Oral corticosteroid therapy is required for months to years with careful follow-up and periodic laboratory evaluations with ESR and CRP: recurrence of inflammation is common in GCA and necessitates an escalation of corticosteroid dose and/or a second-line therapy. Immunomodulatory therapy may be considered in patients experiencing relapsing inflammation despite high doses of corticosteroids or those with corticosteroid-induced complications. Emerging evidence for adjunctive suitable steroid-sparing agents such as methotrexate and the anti-IL-6 tocilizumab is encouraging and may lead to a more mainstream role for these therapies among patients with GCA [34].

Surgery

Despite medical treatment, irreversible arterial stenosis or significant ischemic symptoms may develop in late stages in rare cases and necessitate treatment with percutaneous transluminal angioplasty, bypass grafts, or other surgeries.

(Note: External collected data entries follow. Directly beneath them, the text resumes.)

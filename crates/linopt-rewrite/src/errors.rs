//! Error types for program rewriting.

use linopt_hops::HopsError;
use thiserror::Error;

/// Errors that abort a program rewrite.
///
/// Evaluation failures during constant folding never show up here; they are
/// recovered per hop. Only configuration problems and broken DAG invariants
/// are fatal.
#[non_exhaustive]
#[derive(Debug, Error)]
pub enum RewriteError {
    #[error("invalid rewriter configuration: {0}")]
    InvalidConfig(String),

    /// The DAG of a statement block failed validation.
    #[error("statement block '{block}' is malformed: {source}")]
    MalformedDag {
        block: String,
        #[source]
        source: HopsError,
    },

    /// A rule hit a structural error while rewriting a statement block.
    #[error("rule '{rule}' failed on statement block '{block}': {source}")]
    Rule {
        rule: &'static str,
        block: String,
        #[source]
        source: HopsError,
    },
}
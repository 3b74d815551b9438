//! Hop nodes and handles.

use std::fmt;

use smallvec::SmallVec;

use crate::literal::LiteralValue;
use crate::types::{DataOpType, DataType, OpOp1, OpOp2, ValueType};

/// Handle of a hop inside a [`HopDag`](crate::HopDag).
///
/// Handles are arena indexes; they stay valid for the lifetime of the DAG.
/// A DAG holds at most `u32::MAX` hops.
#[repr(transparent)]
#[derive(Debug, Clone, Copy, PartialEq, Eq, Hash, Ord, PartialOrd)]
#[cfg_attr(feature = "serde", derive(serde::Serialize, serde::Deserialize))]
pub struct HopId(pub u32);

impl HopId {
    #[inline]
    pub fn index(self) -> usize {
        self.0 as usize
    }

    /// Handle for arena slot `index`.
    ///
    /// # Panics
    ///
    /// Panics if `index` does not fit in a `u32`.
    pub(crate) fn from_index(index: usize) -> Self {
        match u32::try_from(index) {
            Ok(raw) => Self(raw),
            Err(_) => panic!("hop arena is full: {} exceeds u32::MAX", index),
        }
    }
}

impl fmt::Display for HopId {
    fn fmt(&self, f: &mut fmt::Formatter<'_>) -> fmt::Result {
        write!(f, "{}", self.0)
    }
}

/// Per-pass traversal mark.
#[derive(Debug, Clone, Copy, PartialEq, Eq, Default)]
pub enum VisitStatus {
    #[default]
    NotVisited,
    Done,
}

/// Size and blocking metadata. `-1` marks unknown values.
#[derive(Debug, Clone, Copy, PartialEq, Eq)]
#[cfg_attr(feature = "serde", derive(serde::Serialize, serde::Deserialize))]
pub struct Dims {
    pub rows: i64,
    pub cols: i64,
    pub rows_in_block: i64,
    pub cols_in_block: i64,
}

impl Dims {
    /// Scalars are 0x0 and carry no blocking.
    pub const SCALAR: Dims = Dims {
        rows: 0,
        cols: 0,
        rows_in_block: -1,
        cols_in_block: -1,
    };

    pub const UNKNOWN: Dims = Dims {
        rows: -1,
        cols: -1,
        rows_in_block: -1,
        cols_in_block: -1,
    };

    pub(crate) fn for_data_type(data_type: DataType) -> Self {
        match data_type {
            DataType::Scalar => Self::SCALAR,
            DataType::Matrix | DataType::Frame => Self::UNKNOWN,
        }
    }
}

/// Operator payload of a hop.
#[derive(Debug, Clone, PartialEq)]
pub enum HopKind {
    Literal(LiteralValue),
    Unary(OpOp1),
    Binary(OpOp2),
    /// Variable read or write.
    Data { op: DataOpType, var: String },
}

/// One operator application or literal in the DAG.
///
/// Edges are only mutated through [`HopDag`](crate::HopDag) so that inputs and
/// parent back-references stay consistent.
#[derive(Debug, Clone)]
pub struct Hop {
    pub(crate) id: HopId,
    pub(crate) name: String,
    pub(crate) kind: HopKind,
    pub(crate) value_type: ValueType,
    pub(crate) data_type: DataType,
    pub(crate) dims: Dims,
    pub(crate) inputs: SmallVec<[HopId; 2]>,
    pub(crate) parents: SmallVec<[HopId; 2]>,
    pub(crate) visit: VisitStatus,
}

impl Hop {
    pub fn id(&self) -> HopId {
        self.id
    }

    pub fn name(&self) -> &str {
        &self.name
    }

    pub fn kind(&self) -> &HopKind {
        &self.kind
    }

    pub fn value_type(&self) -> ValueType {
        self.value_type
    }

    pub fn data_type(&self) -> DataType {
        self.data_type
    }

    pub fn dims(&self) -> Dims {
        self.dims
    }

    /// Ordered input handles.
    pub fn inputs(&self) -> &[HopId] {
        &self.inputs
    }

    /// Parent back-references, one entry per input slot held by the parent.
    pub fn parents(&self) -> &[HopId] {
        &self.parents
    }

    pub fn visit_status(&self) -> VisitStatus {
        self.visit
    }

    pub fn is_scalar(&self) -> bool {
        self.data_type == DataType::Scalar
    }

    pub fn is_literal(&self) -> bool {
        matches!(self.kind, HopKind::Literal(_))
    }

    pub fn literal_value(&self) -> Option<&LiteralValue> {
        match &self.kind {
            HopKind::Literal(value) => Some(value),
            _ => None,
        }
    }

    /// Display name used by explain output. String literals are quoted so
    /// they cannot be mistaken for variable accesses.
    pub(crate) fn default_name(kind: &HopKind) -> String {
        match kind {
            HopKind::Literal(LiteralValue::String(s)) => format!("\"{}\"", s),
            HopKind::Literal(value) => value.to_string(),
            HopKind::Unary(op) => format!("u({})", op),
            HopKind::Binary(op) => format!("b({})", op),
            HopKind::Data { op, var } => format!("{} {}", op, var),
        }
    }
}
//! Constant folding of scalar hop subexpressions.
//!
//! A scalar hop is folded into a literal when
//!
//! - it is a binary operator over two literal inputs (`cbind`/`rbind` excluded),
//! - it is a value-type cast (`as.double`, `as.integer`, `as.logical`) of a literal,
//! - it is `FALSE & x` or `TRUE | x` for a boolean scalar `x`, in either order.
//!
//! The first two cases are evaluated by running the subexpression through a
//! [`ScalarEvaluator`], so folded values are exactly what execution would
//! produce. A failed evaluation leaves the hop as it was; the rewrite goes on
//! with the remaining hops. Because the traversal is post-order, folded inputs
//! make their parents candidates in the same pass.

use linopt_hops::{
    Hop, HopDag, HopId, HopKind, HopsError, LiteralValue, OpOp2, ValueType,
};
use linopt_runtime::{EvalError, RuntimeEvaluator, ScalarEvaluator, ScalarObject};

use crate::rule::{HopRewriteRule, ProgramRewriteStatus};
use crate::traversal::{NodeRewrite, PostOrderTraversal};

/// Rule replacing literal-only scalar expressions with their value.
#[derive(Debug)]
pub struct RewriteConstantFolding<E = RuntimeEvaluator> {
    evaluator: E,
    fold_predicates: bool,
}

impl RewriteConstantFolding<RuntimeEvaluator> {
    pub fn new() -> Self {
        Self::with_evaluator(RuntimeEvaluator::new())
    }
}

impl Default for RewriteConstantFolding<RuntimeEvaluator> {
    fn default() -> Self {
        Self::new()
    }
}

impl<E: ScalarEvaluator> RewriteConstantFolding<E> {
    pub fn with_evaluator(evaluator: E) -> Self {
        Self {
            evaluator,
            fold_predicates: true,
        }
    }

    /// Enable or disable folding of `FALSE & x` and `TRUE | x`.
    pub fn fold_predicates(mut self, enabled: bool) -> Self {
        self.fold_predicates = enabled;
        self
    }

    pub fn evaluator(&self) -> &E {
        &self.evaluator
    }

    /// Evaluate the candidate and convert the result into a literal of the
    /// hop's declared value type.
    fn eval_scalar_operation(&mut self, dag: &HopDag, hop: HopId) -> Result<LiteralValue, EvalError> {
        let value_type = dag.get(hop)?.value_type();
        let value = self.evaluator.evaluate(dag, hop)?;
        literal_from_scalar(value_type, value)
    }
}

impl<E: ScalarEvaluator> NodeRewrite for RewriteConstantFolding<E> {
    fn rewrite_node(
        &mut self,
        dag: &mut HopDag,
        hop: HopId,
        status: &mut ProgramRewriteStatus,
    ) -> Result<Option<HopId>, HopsError> {
        let node = dag.get(hop)?;
        if !node.is_scalar() || node.is_literal() {
            return Ok(None);
        }

        let literal = if is_applicable_binary_op(dag, node)? || is_applicable_unary_op(dag, node)? {
            let is_binary = matches!(node.kind(), HopKind::Binary(_));
            match self.eval_scalar_operation(dag, hop) {
                Ok(value) => {
                    if is_binary {
                        status.binary_folds += 1;
                    } else {
                        status.unary_folds += 1;
                    }
                    Some(value)
                }
                Err(_err) => {
                    status.eval_failures += 1;
                    #[cfg(feature = "tracing")]
                    tracing::warn!(
                        hop = %hop,
                        name = %dag.hop(hop).name(),
                        error = %_err,
                        "constant folding evaluation failed, hop left unchanged"
                    );
                    None
                }
            }
        } else if self.fold_predicates && is_applicable_false_conjunctive_predicate(dag, node)? {
            status.predicate_folds += 1;
            Some(LiteralValue::Boolean(false))
        } else if self.fold_predicates && is_applicable_true_disjunctive_predicate(dag, node)? {
            status.predicate_folds += 1;
            Some(LiteralValue::Boolean(true))
        } else {
            None
        };

        Ok(literal.map(|value| {
            #[cfg(feature = "tracing")]
            tracing::debug!(hop = %hop, literal = %value, "folded constant");
            dag.literal(value)
        }))
    }
}

impl<E: ScalarEvaluator> HopRewriteRule for RewriteConstantFolding<E> {
    fn name(&self) -> &'static str {
        "constant_folding"
    }

    fn rewrite_hop_dags(
        &mut self,
        dag: &mut HopDag,
        roots: Vec<HopId>,
        state: &mut ProgramRewriteStatus,
    ) -> Result<Vec<HopId>, HopsError> {
        PostOrderTraversal::new(self).rewrite_roots(dag, roots, state)
    }

    fn rewrite_hop_dag(
        &mut self,
        dag: &mut HopDag,
        root: Option<HopId>,
        state: &mut ProgramRewriteStatus,
    ) -> Result<Option<HopId>, HopsError> {
        match root {
            Some(root) => PostOrderTraversal::new(self)
                .rewrite_root(dag, root, state)
                .map(Some),
            None => Ok(None),
        }
    }
}

/// Build a literal of `value_type` from an evaluated scalar.
pub fn literal_from_scalar(value_type: ValueType, value: ScalarObject) -> Result<LiteralValue, EvalError> {
    if value_type == ValueType::Unknown {
        return Err(EvalError::UnsupportedValueType(value_type));
    }
    Ok(match value.coerce(value_type)? {
        ScalarObject::Double(v) => LiteralValue::Double(v),
        ScalarObject::Int(v) => LiteralValue::Int(v),
        ScalarObject::Boolean(b) => LiteralValue::Boolean(b),
        ScalarObject::String(s) => LiteralValue::String(s),
    })
}

fn is_applicable_binary_op(dag: &HopDag, hop: &Hop) -> Result<bool, HopsError> {
    Ok(match (hop.kind(), hop.inputs()) {
        (HopKind::Binary(op), [left, right]) => {
            !op.is_structural() && dag.get(*left)?.is_literal() && dag.get(*right)?.is_literal()
        }
        _ => false,
    })
}

fn is_applicable_unary_op(dag: &HopDag, hop: &Hop) -> Result<bool, HopsError> {
    Ok(match (hop.kind(), hop.inputs()) {
        (HopKind::Unary(op), [input]) => op.is_value_type_cast() && dag.get(*input)?.is_literal(),
        _ => false,
    })
}

fn is_applicable_false_conjunctive_predicate(dag: &HopDag, hop: &Hop) -> Result<bool, HopsError> {
    is_short_circuit(dag, hop, OpOp2::And, false)
}

fn is_applicable_true_disjunctive_predicate(dag: &HopDag, hop: &Hop) -> Result<bool, HopsError> {
    is_short_circuit(dag, hop, OpOp2::Or, true)
}

/// `op` applied to a boolean literal `absorbing` and a boolean scalar, in any order.
fn is_short_circuit(dag: &HopDag, hop: &Hop, op: OpOp2, absorbing: bool) -> Result<bool, HopsError> {
    let (HopKind::Binary(actual), [left, right]) = (hop.kind(), hop.inputs()) else {
        return Ok(false);
    };
    if *actual != op {
        return Ok(false);
    }
    let (left, right) = (dag.get(*left)?, dag.get(*right)?);
    Ok((is_boolean_literal(left, absorbing) && is_boolean_scalar(right))
        || (is_boolean_literal(right, absorbing) && is_boolean_scalar(left)))
}

fn is_boolean_literal(hop: &Hop, value: bool) -> bool {
    hop.literal_value().and_then(LiteralValue::boolean_literal) == Some(value)
}

fn is_boolean_scalar(hop: &Hop) -> bool {
    hop.is_scalar() && hop.value_type() == ValueType::Boolean
}
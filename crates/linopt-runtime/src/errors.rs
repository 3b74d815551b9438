//! Error types for scalar lowering and execution.

use linopt_hops::{HopId, HopsError, ValueType};
use thiserror::Error;

/// Errors that can occur while lowering or executing scalar instructions.
#[non_exhaustive]
#[derive(Debug, Clone, PartialEq, Error)]
pub enum EvalError {
    /// The subexpression cannot be turned into scalar instructions.
    #[error("cannot lower hop {hop}: {reason}")]
    Lowering { hop: HopId, reason: String },

    #[error("unsupported scalar operation: {0}")]
    UnsupportedOperation(String),

    #[error("type mismatch: {0}")]
    TypeMismatch(String),

    #[error("division by zero: {0}")]
    DivisionByZero(String),

    #[error("integer overflow: {0}")]
    IntegerOverflow(String),

    #[error("invalid cast: {0}")]
    InvalidCast(String),

    #[error("undefined variable '{0}'")]
    UndefinedVariable(String),

    #[error("unsupported literal value type: {0}")]
    UnsupportedValueType(ValueType),

    #[error(transparent)]
    Hops(#[from] HopsError),
}
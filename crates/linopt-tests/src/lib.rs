//! Integration tests for linopt live in `tests/`.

A surgical approach is rarely needed in GCA with extracranial involvement. Moreover, when endovascular revascularization procedures and open surgical treatment for aneurysms and dissections are necessary, results are not always favorable and relapses are common. Given the elderly population of patients with GCA, comorbidities often limit surgical interventions [25].

2.4 Prognosis

The prognosis of untreated GCA is extremely poor: serious disability may occur from blindness, or death may result from myocardial infarction, stroke, or dissecting aortic aneurysm. However, in most treated patients, GCA tends to have a self-limited course over several months to several years and may not adversely affect overall survival. Evidence is emerging that overall mortality in GCA patients is at best slightly higher than expected in relation to general population mortality data, but GCA is associated with an increase in morbidity and mortality specifically related to aortic aneurysm or other cardiovascular causes [35].

Glucocorticoid therapy can eventually be reduced and discontinued in the majority of patients. The burden of morbidity from steroid therapy is significant and includes diabetes mellitus, hypertension, osteoporosis, steroid myopathy, steroid psychosis, and immunosuppression-related infections.